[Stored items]
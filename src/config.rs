//! Application configuration.
//!
//! Configuration is loaded from a TOML file at:
//! 1. `--config <PATH>` on the command line
//! 2. `$INBOXRULES_CONFIG` (environment variable)
//! 3. `~/.config/inboxrules/config.toml` (Linux)
//!    `%APPDATA%\inboxrules\config.toml` (Windows)
//! 4. Built-in defaults

use std::path::{Path, PathBuf};

use serde::{Deserialize, Serialize};

use crate::ingest::{IngestOptions, DEFAULT_MAX_MESSAGES, DEFAULT_MAX_MESSAGE_SIZE};

/// Top-level configuration.
#[derive(Debug, Clone, Default, Serialize, Deserialize)]
#[serde(default)]
pub struct Config {
    pub general: GeneralConfig,
    pub rules: RulesConfig,
    pub store: StoreConfig,
    pub mailbox: MailboxConfig,
    pub ingest: IngestConfig,
}

#[derive(Debug, Clone, Serialize, Deserialize)]
#[serde(default)]
pub struct GeneralConfig {
    /// Log level: "error", "warn", "info", "debug", "trace".
    pub log_level: String,
    /// Override the data directory (record store, mailbox state).
    pub data_dir: Option<PathBuf>,
    /// Override the cache directory (logs).
    pub cache_dir: Option<PathBuf>,
}

#[derive(Debug, Clone, Serialize, Deserialize)]
#[serde(default)]
pub struct RulesConfig {
    /// Rule document. Relative paths resolve against the working directory.
    pub file: PathBuf,
}

#[derive(Debug, Clone, Default, Serialize, Deserialize)]
#[serde(default)]
pub struct StoreConfig {
    /// Record store file (default: `<data_dir>/records.db`).
    pub path: Option<PathBuf>,
}

#[derive(Debug, Clone, Default, Serialize, Deserialize)]
#[serde(default)]
pub struct MailboxConfig {
    /// Local mailbox state (default: `<data_dir>/mailbox.json`).
    pub state_file: Option<PathBuf>,
}

#[derive(Debug, Clone, Serialize, Deserialize)]
#[serde(default)]
pub struct IngestConfig {
    /// Messages taken per ingest (0 = unlimited).
    pub max_messages: usize,
    /// Per-message size limit in bytes (default: 33554432 = 32 MB).
    pub max_message_size: usize,
    /// Only ingest messages carrying this label.
    pub label_filter: Option<String>,
}

impl Default for GeneralConfig {
    fn default() -> Self {
        Self {
            log_level: "warn".to_string(),
            data_dir: None,
            cache_dir: None,
        }
    }
}

impl Default for RulesConfig {
    fn default() -> Self {
        Self {
            file: PathBuf::from("rules.json"),
        }
    }
}

impl Default for IngestConfig {
    fn default() -> Self {
        Self {
            max_messages: DEFAULT_MAX_MESSAGES,
            max_message_size: DEFAULT_MAX_MESSAGE_SIZE,
            label_filter: None,
        }
    }
}

impl IngestConfig {
    pub fn to_options(&self) -> IngestOptions {
        IngestOptions {
            max_messages: self.max_messages,
            label_filter: self.label_filter.clone(),
            max_message_size: self.max_message_size,
        }
    }
}

/// Load configuration from `explicit` or the standard location.
///
/// Returns the default configuration if no file is found or on parse error.
pub fn load_config(explicit: Option<&Path>) -> Config {
    let path = match explicit {
        Some(p) => Some(p.to_path_buf()),
        None => config_file_path(),
    };
    match path {
        Some(path) if path.exists() => load_config_from(&path).unwrap_or_else(|e| {
            tracing::warn!(
                path = %path.display(),
                error = %e,
                "Failed to load config, using defaults"
            );
            Config::default()
        }),
        _ => Config::default(),
    }
}

/// Read and parse a config file.
pub fn load_config_from(path: &Path) -> anyhow::Result<Config> {
    let contents = std::fs::read_to_string(path)?;
    let cfg = toml::from_str::<Config>(&contents)?;
    tracing::info!(path = %path.display(), "Loaded config");
    Ok(cfg)
}

/// Save configuration to `path`, creating parent directories.
pub fn save_config(config: &Config, path: &Path) -> anyhow::Result<()> {
    if let Some(parent) = path.parent() {
        std::fs::create_dir_all(parent)?;
    }
    let contents = toml::to_string_pretty(config)?;
    std::fs::write(path, contents)?;
    tracing::info!(path = %path.display(), "Saved config");
    Ok(())
}

/// Determine the config file path (checking env var first, then standard dirs).
pub fn config_file_path() -> Option<PathBuf> {
    if let Ok(env_path) = std::env::var("INBOXRULES_CONFIG") {
        return Some(PathBuf::from(env_path));
    }
    dirs::config_dir().map(|d| d.join("inboxrules").join("config.toml"))
}

/// Directory for the record store and mailbox state.
pub fn data_dir(config: &Config) -> PathBuf {
    if let Some(ref dir) = config.general.data_dir {
        return dir.clone();
    }
    dirs::data_dir()
        .unwrap_or_else(|| PathBuf::from("."))
        .join("inboxrules")
}

/// Directory for logs.
pub fn cache_dir(config: &Config) -> PathBuf {
    if let Some(ref dir) = config.general.cache_dir {
        return dir.clone();
    }
    dirs::cache_dir()
        .unwrap_or_else(|| PathBuf::from("."))
        .join("inboxrules")
}

pub fn rules_path(config: &Config) -> PathBuf {
    config.rules.file.clone()
}

pub fn store_path(config: &Config) -> PathBuf {
    config
        .store
        .path
        .clone()
        .unwrap_or_else(|| data_dir(config).join("records.db"))
}

pub fn mailbox_path(config: &Config) -> PathBuf {
    config
        .mailbox
        .state_file
        .clone()
        .unwrap_or_else(|| data_dir(config).join("mailbox.json"))
}

pub fn log_file_path(config: &Config) -> PathBuf {
    cache_dir(config).join("inboxrules.log")
}

#[cfg(test)]
mod tests {
    use super::*;

    #[test]
    fn test_default_config() {
        let cfg = Config::default();
        assert_eq!(cfg.general.log_level, "warn");
        assert_eq!(cfg.rules.file, PathBuf::from("rules.json"));
        assert_eq!(cfg.ingest.max_messages, 50);
        assert!(cfg.store.path.is_none());
    }

    #[test]
    fn test_serialize_deserialize_roundtrip() {
        let mut cfg = Config::default();
        cfg.ingest.label_filter = Some("INBOX".into());
        let toml_str = toml::to_string_pretty(&cfg).expect("serialize");
        let parsed: Config = toml::from_str(&toml_str).expect("deserialize");
        assert_eq!(parsed.general.log_level, cfg.general.log_level);
        assert_eq!(parsed.ingest.label_filter.as_deref(), Some("INBOX"));
        assert_eq!(parsed.ingest.max_message_size, cfg.ingest.max_message_size);
    }

    #[test]
    fn test_partial_config_uses_defaults() {
        let partial = r#"
[general]
data_dir = "/tmp/inboxrules-test"

[ingest]
max_messages = 0
"#;
        let cfg: Config = toml::from_str(partial).expect("parse partial");
        assert_eq!(cfg.ingest.max_messages, 0);
        assert_eq!(cfg.general.log_level, "warn");
        assert_eq!(
            store_path(&cfg),
            PathBuf::from("/tmp/inboxrules-test/records.db")
        );
        assert_eq!(
            mailbox_path(&cfg),
            PathBuf::from("/tmp/inboxrules-test/mailbox.json")
        );
        assert_eq!(rules_path(&cfg), PathBuf::from("rules.json"));
    }

    #[test]
    fn test_log_file_lives_in_cache_dir() {
        let mut cfg = Config::default();
        cfg.general.cache_dir = Some(PathBuf::from("/tmp/inboxrules-cache"));
        assert_eq!(
            log_file_path(&cfg),
            PathBuf::from("/tmp/inboxrules-cache/inboxrules.log")
        );
    }

    #[test]
    fn test_save_and_load_explicit_path() {
        let dir = tempfile::tempdir().unwrap();
        let path = dir.path().join("conf").join("config.toml");
        let mut cfg = Config::default();
        cfg.general.log_level = "debug".into();
        save_config(&cfg, &path).unwrap();

        let loaded = load_config(Some(&path));
        assert_eq!(loaded.general.log_level, "debug");
    }

    #[test]
    fn test_broken_config_falls_back_to_defaults() {
        let dir = tempfile::tempdir().unwrap();
        let path = dir.path().join("config.toml");
        std::fs::write(&path, "[general\nlog_level = ").unwrap();
        assert!(load_config_from(&path).is_err());
        assert_eq!(load_config(Some(&path)).general.log_level, "warn");
    }
}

● **What you will do**: Copy out each line of the data that includes the string "join".

● **Exercise output**:
    dirs::config_dir().map(|d| d.join("inboxrules").join("config.toml"))
        .join("inboxrules")
        .join("inboxrules")
        .unwrap_or_else(|| data_dir(config).join("records.db"))
        .unwrap_or_else(|| data_dir(config).join("mailbox.json"))
    cache_dir(config).join("inboxrules.log")
        let path = dir.path().join("conf").join("config.toml");
        let path = dir.path().join("config.toml");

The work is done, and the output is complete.